─── DATA FOR ANALYSIS
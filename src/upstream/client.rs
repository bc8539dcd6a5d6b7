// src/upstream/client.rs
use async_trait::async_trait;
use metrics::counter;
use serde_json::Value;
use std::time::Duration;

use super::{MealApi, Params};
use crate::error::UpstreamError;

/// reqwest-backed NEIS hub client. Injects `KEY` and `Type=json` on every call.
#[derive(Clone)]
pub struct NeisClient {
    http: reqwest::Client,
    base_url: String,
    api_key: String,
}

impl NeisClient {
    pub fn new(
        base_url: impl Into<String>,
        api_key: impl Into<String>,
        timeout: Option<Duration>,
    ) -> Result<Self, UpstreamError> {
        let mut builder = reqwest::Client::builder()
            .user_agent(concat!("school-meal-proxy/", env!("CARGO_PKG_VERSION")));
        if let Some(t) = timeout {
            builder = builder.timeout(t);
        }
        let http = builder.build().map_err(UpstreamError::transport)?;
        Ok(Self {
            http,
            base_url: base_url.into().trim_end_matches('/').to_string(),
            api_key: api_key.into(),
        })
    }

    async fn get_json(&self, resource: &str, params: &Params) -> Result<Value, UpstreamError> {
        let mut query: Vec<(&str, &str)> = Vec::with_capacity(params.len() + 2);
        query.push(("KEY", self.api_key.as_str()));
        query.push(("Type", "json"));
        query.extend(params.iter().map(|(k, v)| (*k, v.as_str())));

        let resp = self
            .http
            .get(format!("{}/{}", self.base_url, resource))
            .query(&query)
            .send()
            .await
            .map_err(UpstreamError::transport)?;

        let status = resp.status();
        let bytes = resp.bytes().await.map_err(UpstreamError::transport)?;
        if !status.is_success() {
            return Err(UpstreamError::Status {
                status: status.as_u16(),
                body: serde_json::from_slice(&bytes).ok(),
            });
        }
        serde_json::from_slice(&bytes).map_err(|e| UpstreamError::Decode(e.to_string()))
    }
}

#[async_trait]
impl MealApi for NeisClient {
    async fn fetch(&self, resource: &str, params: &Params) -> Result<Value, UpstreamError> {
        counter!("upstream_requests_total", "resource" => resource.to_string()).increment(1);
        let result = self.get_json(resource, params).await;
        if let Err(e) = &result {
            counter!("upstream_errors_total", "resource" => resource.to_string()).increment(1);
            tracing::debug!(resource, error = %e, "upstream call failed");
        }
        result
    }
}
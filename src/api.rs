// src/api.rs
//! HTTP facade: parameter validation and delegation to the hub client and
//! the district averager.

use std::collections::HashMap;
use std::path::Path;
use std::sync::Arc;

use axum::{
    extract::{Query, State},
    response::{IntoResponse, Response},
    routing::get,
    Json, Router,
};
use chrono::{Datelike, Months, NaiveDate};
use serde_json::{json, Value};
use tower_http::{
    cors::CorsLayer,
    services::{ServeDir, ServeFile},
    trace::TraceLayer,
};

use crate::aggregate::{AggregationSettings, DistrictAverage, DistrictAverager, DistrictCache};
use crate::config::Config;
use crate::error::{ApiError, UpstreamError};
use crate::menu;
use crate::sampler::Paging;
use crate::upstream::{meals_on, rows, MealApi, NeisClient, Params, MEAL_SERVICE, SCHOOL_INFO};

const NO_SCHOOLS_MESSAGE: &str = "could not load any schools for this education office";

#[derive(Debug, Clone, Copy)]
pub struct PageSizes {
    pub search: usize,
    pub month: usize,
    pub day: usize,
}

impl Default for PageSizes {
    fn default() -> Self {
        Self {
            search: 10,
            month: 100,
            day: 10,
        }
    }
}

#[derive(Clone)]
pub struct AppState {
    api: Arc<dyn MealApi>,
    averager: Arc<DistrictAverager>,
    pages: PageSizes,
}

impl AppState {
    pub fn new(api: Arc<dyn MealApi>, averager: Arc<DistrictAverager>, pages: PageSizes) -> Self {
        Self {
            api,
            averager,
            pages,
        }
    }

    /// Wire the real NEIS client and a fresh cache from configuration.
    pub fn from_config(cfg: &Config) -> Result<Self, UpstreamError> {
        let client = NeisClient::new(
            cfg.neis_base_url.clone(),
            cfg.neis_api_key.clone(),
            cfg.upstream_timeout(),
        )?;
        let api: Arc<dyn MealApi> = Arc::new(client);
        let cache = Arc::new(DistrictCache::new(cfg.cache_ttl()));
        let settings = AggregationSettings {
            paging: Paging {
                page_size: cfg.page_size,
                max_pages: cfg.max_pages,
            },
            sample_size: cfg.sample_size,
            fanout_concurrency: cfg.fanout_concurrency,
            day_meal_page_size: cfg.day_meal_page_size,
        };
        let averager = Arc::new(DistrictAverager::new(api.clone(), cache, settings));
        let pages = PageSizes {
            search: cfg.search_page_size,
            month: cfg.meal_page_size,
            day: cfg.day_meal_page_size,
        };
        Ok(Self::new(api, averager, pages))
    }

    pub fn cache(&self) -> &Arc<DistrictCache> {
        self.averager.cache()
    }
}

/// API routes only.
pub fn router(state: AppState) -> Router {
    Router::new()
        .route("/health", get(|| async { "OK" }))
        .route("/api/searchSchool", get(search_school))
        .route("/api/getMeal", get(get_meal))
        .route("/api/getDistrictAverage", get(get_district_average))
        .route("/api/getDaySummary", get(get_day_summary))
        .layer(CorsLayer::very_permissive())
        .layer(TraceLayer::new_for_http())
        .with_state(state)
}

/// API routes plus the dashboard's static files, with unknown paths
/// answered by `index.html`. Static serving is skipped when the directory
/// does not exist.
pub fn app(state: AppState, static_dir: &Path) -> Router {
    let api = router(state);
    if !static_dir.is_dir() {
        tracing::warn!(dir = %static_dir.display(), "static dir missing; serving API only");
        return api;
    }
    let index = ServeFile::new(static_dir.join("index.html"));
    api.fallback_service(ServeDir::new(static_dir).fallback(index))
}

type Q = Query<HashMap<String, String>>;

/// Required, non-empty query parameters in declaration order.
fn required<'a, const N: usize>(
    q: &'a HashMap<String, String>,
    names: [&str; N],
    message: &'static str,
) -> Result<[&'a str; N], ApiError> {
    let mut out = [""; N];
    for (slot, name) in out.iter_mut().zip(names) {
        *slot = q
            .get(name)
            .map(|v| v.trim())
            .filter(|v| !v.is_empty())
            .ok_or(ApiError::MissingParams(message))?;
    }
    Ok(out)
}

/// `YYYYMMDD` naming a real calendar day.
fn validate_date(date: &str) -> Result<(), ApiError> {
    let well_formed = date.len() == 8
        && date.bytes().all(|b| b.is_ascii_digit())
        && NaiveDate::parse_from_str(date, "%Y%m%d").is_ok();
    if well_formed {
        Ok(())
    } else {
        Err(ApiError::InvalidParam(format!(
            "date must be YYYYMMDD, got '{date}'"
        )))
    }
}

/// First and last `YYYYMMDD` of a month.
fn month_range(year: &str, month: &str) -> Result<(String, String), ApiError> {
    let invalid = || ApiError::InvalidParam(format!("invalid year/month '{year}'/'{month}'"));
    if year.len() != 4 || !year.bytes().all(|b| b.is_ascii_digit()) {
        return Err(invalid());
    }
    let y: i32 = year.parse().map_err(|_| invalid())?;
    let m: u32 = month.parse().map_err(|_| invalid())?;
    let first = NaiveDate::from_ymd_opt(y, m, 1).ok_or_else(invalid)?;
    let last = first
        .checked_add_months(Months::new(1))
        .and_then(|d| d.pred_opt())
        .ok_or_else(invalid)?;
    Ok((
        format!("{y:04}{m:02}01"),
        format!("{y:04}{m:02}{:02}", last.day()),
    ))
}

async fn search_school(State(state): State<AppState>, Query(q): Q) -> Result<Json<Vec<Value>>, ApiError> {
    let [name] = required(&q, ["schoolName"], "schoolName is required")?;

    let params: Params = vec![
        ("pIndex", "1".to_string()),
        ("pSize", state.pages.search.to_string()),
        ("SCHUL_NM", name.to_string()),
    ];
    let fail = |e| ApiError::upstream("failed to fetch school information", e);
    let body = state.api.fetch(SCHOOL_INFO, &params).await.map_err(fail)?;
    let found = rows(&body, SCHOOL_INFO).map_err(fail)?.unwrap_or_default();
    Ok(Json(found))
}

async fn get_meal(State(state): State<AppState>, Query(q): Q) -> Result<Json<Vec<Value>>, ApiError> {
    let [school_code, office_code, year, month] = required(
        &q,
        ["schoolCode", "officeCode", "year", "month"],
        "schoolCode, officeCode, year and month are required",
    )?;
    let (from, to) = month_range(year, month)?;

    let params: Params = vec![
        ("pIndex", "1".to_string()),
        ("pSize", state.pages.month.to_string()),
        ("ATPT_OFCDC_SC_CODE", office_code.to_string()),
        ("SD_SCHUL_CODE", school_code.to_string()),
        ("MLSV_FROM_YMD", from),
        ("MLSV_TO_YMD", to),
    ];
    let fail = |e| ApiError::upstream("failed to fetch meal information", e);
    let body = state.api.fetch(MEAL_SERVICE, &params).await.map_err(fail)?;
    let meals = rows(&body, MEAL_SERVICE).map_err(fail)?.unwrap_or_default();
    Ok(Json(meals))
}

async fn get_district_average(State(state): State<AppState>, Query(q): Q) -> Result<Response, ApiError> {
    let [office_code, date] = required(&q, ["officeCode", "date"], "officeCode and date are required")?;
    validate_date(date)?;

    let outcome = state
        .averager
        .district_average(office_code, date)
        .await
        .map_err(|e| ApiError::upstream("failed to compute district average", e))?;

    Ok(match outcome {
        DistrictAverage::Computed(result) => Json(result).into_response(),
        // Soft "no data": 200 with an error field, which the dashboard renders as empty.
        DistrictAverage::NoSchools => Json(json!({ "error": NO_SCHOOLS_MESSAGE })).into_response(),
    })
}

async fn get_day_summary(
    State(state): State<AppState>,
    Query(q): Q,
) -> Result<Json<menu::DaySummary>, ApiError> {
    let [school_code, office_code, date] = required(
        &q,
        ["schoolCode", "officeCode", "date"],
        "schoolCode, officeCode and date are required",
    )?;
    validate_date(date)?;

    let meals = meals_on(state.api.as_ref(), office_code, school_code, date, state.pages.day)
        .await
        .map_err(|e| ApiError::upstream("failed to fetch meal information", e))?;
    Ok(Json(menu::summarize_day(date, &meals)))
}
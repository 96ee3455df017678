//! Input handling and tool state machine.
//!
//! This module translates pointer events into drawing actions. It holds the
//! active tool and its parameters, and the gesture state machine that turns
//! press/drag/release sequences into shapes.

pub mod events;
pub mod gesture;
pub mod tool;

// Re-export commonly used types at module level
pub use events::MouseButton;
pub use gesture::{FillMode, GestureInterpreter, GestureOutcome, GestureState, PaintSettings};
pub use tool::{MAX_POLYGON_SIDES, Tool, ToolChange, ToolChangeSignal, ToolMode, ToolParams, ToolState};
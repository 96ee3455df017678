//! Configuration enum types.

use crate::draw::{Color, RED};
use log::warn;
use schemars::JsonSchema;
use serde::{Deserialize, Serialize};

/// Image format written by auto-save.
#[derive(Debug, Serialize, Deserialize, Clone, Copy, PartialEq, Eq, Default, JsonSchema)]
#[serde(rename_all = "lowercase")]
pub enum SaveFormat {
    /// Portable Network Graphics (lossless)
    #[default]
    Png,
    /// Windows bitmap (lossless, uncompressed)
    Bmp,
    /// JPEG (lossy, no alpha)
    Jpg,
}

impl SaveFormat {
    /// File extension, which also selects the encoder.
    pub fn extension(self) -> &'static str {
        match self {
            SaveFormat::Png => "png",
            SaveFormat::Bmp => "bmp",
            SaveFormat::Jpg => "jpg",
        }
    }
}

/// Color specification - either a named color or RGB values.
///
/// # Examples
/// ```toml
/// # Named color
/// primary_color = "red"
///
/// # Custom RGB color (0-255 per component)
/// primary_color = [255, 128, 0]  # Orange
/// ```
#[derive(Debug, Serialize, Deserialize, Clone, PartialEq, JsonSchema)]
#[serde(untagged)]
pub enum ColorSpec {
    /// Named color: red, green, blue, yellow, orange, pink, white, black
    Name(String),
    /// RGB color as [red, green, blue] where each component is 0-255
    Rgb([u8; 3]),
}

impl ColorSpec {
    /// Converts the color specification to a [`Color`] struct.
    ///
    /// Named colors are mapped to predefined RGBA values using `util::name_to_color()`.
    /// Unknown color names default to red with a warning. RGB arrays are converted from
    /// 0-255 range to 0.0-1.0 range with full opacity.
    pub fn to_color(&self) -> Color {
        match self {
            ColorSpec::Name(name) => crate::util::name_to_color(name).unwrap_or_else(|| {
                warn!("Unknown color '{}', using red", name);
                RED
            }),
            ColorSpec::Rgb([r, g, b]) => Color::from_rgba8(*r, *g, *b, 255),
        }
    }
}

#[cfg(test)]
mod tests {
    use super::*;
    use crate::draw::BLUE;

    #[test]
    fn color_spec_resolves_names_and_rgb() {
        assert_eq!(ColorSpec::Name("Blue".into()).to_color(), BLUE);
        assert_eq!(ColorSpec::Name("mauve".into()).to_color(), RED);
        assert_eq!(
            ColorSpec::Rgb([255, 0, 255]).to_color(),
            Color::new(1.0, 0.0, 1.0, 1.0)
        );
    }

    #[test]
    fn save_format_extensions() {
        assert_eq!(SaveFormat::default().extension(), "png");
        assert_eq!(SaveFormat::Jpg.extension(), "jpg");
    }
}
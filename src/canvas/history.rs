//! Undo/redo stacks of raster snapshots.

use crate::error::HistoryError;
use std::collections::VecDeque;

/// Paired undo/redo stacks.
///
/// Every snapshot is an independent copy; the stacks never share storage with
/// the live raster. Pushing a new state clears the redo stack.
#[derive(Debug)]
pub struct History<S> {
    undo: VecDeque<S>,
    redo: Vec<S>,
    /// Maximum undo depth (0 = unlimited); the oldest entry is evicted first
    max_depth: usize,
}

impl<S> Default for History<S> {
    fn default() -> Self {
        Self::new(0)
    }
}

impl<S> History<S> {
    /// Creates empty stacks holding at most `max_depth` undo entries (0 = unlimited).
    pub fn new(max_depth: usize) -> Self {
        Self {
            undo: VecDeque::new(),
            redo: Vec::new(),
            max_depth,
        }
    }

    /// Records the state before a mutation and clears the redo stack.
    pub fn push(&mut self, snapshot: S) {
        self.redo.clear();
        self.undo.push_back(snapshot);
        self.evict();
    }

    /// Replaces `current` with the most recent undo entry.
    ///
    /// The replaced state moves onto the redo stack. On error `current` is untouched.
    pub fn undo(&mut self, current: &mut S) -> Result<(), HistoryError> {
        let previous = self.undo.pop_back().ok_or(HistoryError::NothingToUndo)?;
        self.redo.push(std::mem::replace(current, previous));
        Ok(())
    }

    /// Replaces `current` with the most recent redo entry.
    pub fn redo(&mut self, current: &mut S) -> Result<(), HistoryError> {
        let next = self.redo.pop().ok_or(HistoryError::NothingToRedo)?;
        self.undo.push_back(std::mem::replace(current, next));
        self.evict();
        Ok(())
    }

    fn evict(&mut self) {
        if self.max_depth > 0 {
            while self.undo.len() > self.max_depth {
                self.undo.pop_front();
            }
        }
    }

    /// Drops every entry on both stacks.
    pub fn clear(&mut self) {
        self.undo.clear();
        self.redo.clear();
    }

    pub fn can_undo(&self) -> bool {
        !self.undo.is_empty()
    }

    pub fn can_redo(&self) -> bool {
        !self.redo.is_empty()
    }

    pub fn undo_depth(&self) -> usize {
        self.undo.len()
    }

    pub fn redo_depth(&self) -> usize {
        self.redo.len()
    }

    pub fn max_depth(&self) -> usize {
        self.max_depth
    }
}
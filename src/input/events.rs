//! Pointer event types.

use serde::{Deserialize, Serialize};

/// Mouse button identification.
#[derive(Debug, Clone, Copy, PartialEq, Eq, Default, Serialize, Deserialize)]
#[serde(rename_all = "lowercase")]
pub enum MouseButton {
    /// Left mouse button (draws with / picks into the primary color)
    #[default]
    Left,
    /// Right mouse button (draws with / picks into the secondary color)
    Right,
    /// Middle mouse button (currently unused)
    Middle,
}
──────
§ HOW TO COMPLETE THIS TASK:
Scan the lines above for the word "routes". Return each one that has it.

§ ANSWER TO THIS EXERCISE:
/// API routes only.
/// API routes plus the dashboard's static files, with unknown paths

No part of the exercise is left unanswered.